Retro Bowl Onion May 2026

Touchdown. Championship.

“It’s… spicy water?” muttered Guard #64, tears streaming down his blocky cheeks.

The equipment manager rolled out a cart piled high with brownish-orange spheres, each textured like a low-resolution satellite photo of a diseased planet. The players gathered around, confused. The offensive linemen, who would eat anything, were the first to try. retro bowl onion

A single, perfect, pixelated shallot .

The first half of the championship game went fine. Star running back, Barry “The Burner” Sanders-256, rushed for 187 yards on 16-bit grass. The defense, a brutal squad of chunky sprites, forced three fumbles. At halftime, the score was 24–3, good guys. Touchdown

He held up the wilted, half-eaten shallot. “Sometimes,” he said, tears finally falling (for which he was fined $5,000), “you just need a smaller layer to win the big game.”

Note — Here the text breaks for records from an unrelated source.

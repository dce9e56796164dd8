//! Core RepoHaus functionality
//!
//! This module contains the main RepoHaus struct and its implementation,
//! providing centralized coordination of the data client, the shared cache
//! backend and the repositories built on top of them.

use cache_system::{CacheBackend, CacheSettings, KeySanitizer, RedisBackend};
use config::{AppConfig, ConfigError};
use serde_json::json;
use std::collections::HashMap;
use std::sync::Arc;
use store_object::{DataClient, Repository, RepositoryBuilder};

use crate::errors::RepoHausError;

const HEALTH_CHECK_KEY: &str = "repohaus:health";

/// Main RepoHaus coordinator that owns the shared client, cache backend and repositories
pub struct RepoHaus {
    client: Arc<dyn DataClient>,
    config: AppConfig,
    cache_backend: Option<Arc<dyn CacheBackend>>,
    key_sanitizer: Option<KeySanitizer>,
    repositories: HashMap<String, Repository>,
}

impl std::fmt::Debug for RepoHaus {
    fn fmt(&self, f: &mut std::fmt::Formatter<'_>) -> std::fmt::Result {
        f.debug_struct("RepoHaus")
            .field("config", &self.config)
            .field("has_cache", &self.cache_backend.is_some())
            .field("repositories", &self.list_repositories())
            .finish()
    }
}

impl RepoHaus {
    /// Create a coordinator without a cache backend
    pub fn new(client: Arc<dyn DataClient>, config: AppConfig) -> Self {
        Self {
            client,
            config,
            cache_backend: None,
            key_sanitizer: None,
            repositories: HashMap::new(),
        }
    }

    /// Share `backend` between all repositories built from now on
    pub fn with_cache_backend(mut self, backend: Arc<dyn CacheBackend>) -> Self {
        self.cache_backend = Some(backend);
        self
    }

    pub fn with_key_sanitizer<F>(mut self, sanitizer: F) -> Self
    where
        F: Fn(&str) -> Option<String> + Send + Sync + 'static,
    {
        self.key_sanitizer = Some(Arc::new(sanitizer));
        self
    }

    /// Connect to the Redis server from the `[redis]` config section and use it as the cache backend
    pub async fn connect_redis(&mut self) -> Result<(), RepoHausError> {
        let redis_config = self.config.redis.clone().ok_or_else(|| {
            ConfigError::Invalid("redis section is required to connect to Redis".to_string())
        })?;

        let backend = RedisBackend::new(redis_config)?;
        let pong = backend.ping().await?;
        tracing::info!(
            url = %backend.config().redis_url,
            prefix = %backend.config().key_prefix,
            "Connected to Redis ({})",
            pong
        );

        self.cache_backend = Some(Arc::new(backend));
        Ok(())
    }

    pub fn client(&self) -> &Arc<dyn DataClient> {
        &self.client
    }

    pub fn config(&self) -> &AppConfig {
        &self.config
    }

    pub fn cache_backend(&self) -> Option<&Arc<dyn CacheBackend>> {
        self.cache_backend.as_ref()
    }

    /// Builder for a repository of `model`, pre-filled with this coordinator's
    /// client, configuration and cache backend
    pub fn repository(&self, model: &str) -> RepositoryBuilder {
        let builder = RepositoryBuilder::new(self.client.clone(), model).with_config(&self.config);

        match &self.cache_backend {
            Some(backend) => {
                let mut settings = CacheSettings::from(&self.config.cache);
                settings.key_sanitizer = self.key_sanitizer.clone();
                builder.with_cache(backend.clone(), settings)
            }
            None => builder,
        }
    }

    /// Register a repository under its model name
    pub fn register_repository(&mut self, repository: Repository) -> Result<(), RepoHausError> {
        let name = repository.model().to_string();
        if self.repositories.contains_key(&name) {
            return Err(RepoHausError::RepositoryAlreadyRegistered(name));
        }

        crate::debug_log!("Registered repository: {}", name);
        self.repositories.insert(name, repository);
        Ok(())
    }

    /// Get a registered repository by model name
    pub fn get_repository(&self, model: &str) -> Result<&Repository, RepoHausError> {
        self.repositories
            .get(model)
            .ok_or_else(|| RepoHausError::RepositoryNotFound(model.to_string()))
    }

    /// List all registered model names
    pub fn list_repositories(&self) -> Vec<&String> {
        let mut names: Vec<&String> = self.repositories.keys().collect();
        names.sort();
        names
    }

    /// Remove a repository by model name
    pub fn unregister_repository(&mut self, model: &str) -> Result<(), RepoHausError> {
        self.repositories
            .remove(model)
            .map(|_| ())
            .ok_or_else(|| RepoHausError::RepositoryNotFound(model.to_string()))
    }

    /// Round-trip a sample value through the cache backend
    pub async fn cache_health_check(&self) -> Result<(), RepoHausError> {
        let backend = self
            .cache_backend
            .as_ref()
            .ok_or(RepoHausError::NoCacheBackend)?;

        let sample = json!({ "ok": true });
        backend.set(HEALTH_CHECK_KEY, sample.clone(), Some(10)).await?;
        let read = backend.get(HEALTH_CHECK_KEY).await?;
        backend.delete(HEALTH_CHECK_KEY).await?;

        if read.as_ref() != Some(&sample) {
            return Err(RepoHausError::CacheBackend(
                cache_system::BackendError::Unavailable("health check value was not read back".to_string()),
            ));
        }
        Ok(())
    }
}

#[cfg(test)]
mod tests {
    use super::*;
    use cache_system::MemoryBackend;
    use store_object::MemoryDataClient;

    fn haus() -> RepoHaus {
        RepoHaus::new(Arc::new(MemoryDataClient::new()), AppConfig::default())
    }

    #[test]
    fn test_register_and_lookup() {
        let mut haus = haus();
        let users = haus.repository("user").build().unwrap();
        haus.register_repository(users).unwrap();

        assert_eq!(haus.get_repository("user").unwrap().model(), "user");
        assert_eq!(haus.list_repositories(), vec!["user"]);

        let again = haus.repository("user").build().unwrap();
        assert!(matches!(
            haus.register_repository(again),
            Err(RepoHausError::RepositoryAlreadyRegistered(_))
        ));

        haus.unregister_repository("user").unwrap();
        assert!(matches!(
            haus.get_repository("user"),
            Err(RepoHausError::RepositoryNotFound(_))
        ));
    }

    #[test]
    fn test_repository_inherits_cache_backend() {
        let plain = haus().repository("user").build().unwrap();
        assert!(!plain.is_cached());

        let cached = haus()
            .with_cache_backend(Arc::new(MemoryBackend::new()))
            .repository("user")
            .build()
            .unwrap();
        assert!(cached.is_cached());
    }

    #[tokio::test]
    async fn test_cache_health_check() {
        assert!(matches!(
            haus().cache_health_check().await,
            Err(RepoHausError::NoCacheBackend)
        ));

        let backend = MemoryBackend::new();
        let haus = haus().with_cache_backend(Arc::new(backend.clone()));
        haus.cache_health_check().await.unwrap();
        assert!(backend.keys().await.unwrap().is_empty());
    }

    #[tokio::test]
    async fn test_connect_redis_requires_config() {
        let mut haus = haus();
        assert!(matches!(
            haus.connect_redis().await,
            Err(RepoHausError::Config(_))
        ));
    }
}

Within minutes, the locker room became a portrait of suffering. The quarterback tried to hide his onion inside his helmet, but the stench clung to his gloves. The kicker, a delicate soul, simply held his onion and sobbed. Coach Spuf watched as his star wide receiver bit into the onion like an apple, shuddered violently, and then curled into a fetal position. The equipment manager rolled out a cart piled

The second half was a disaster. On the first play, Barry took the handoff, but as he cut left, a single tear blurred his vision. He fumbled. The onion, still undigested, gurgled in his gut like a dying dial-up modem. The opposing team—who had smuggled in a case of hidden ranch dressing—scored 21 unanswered points.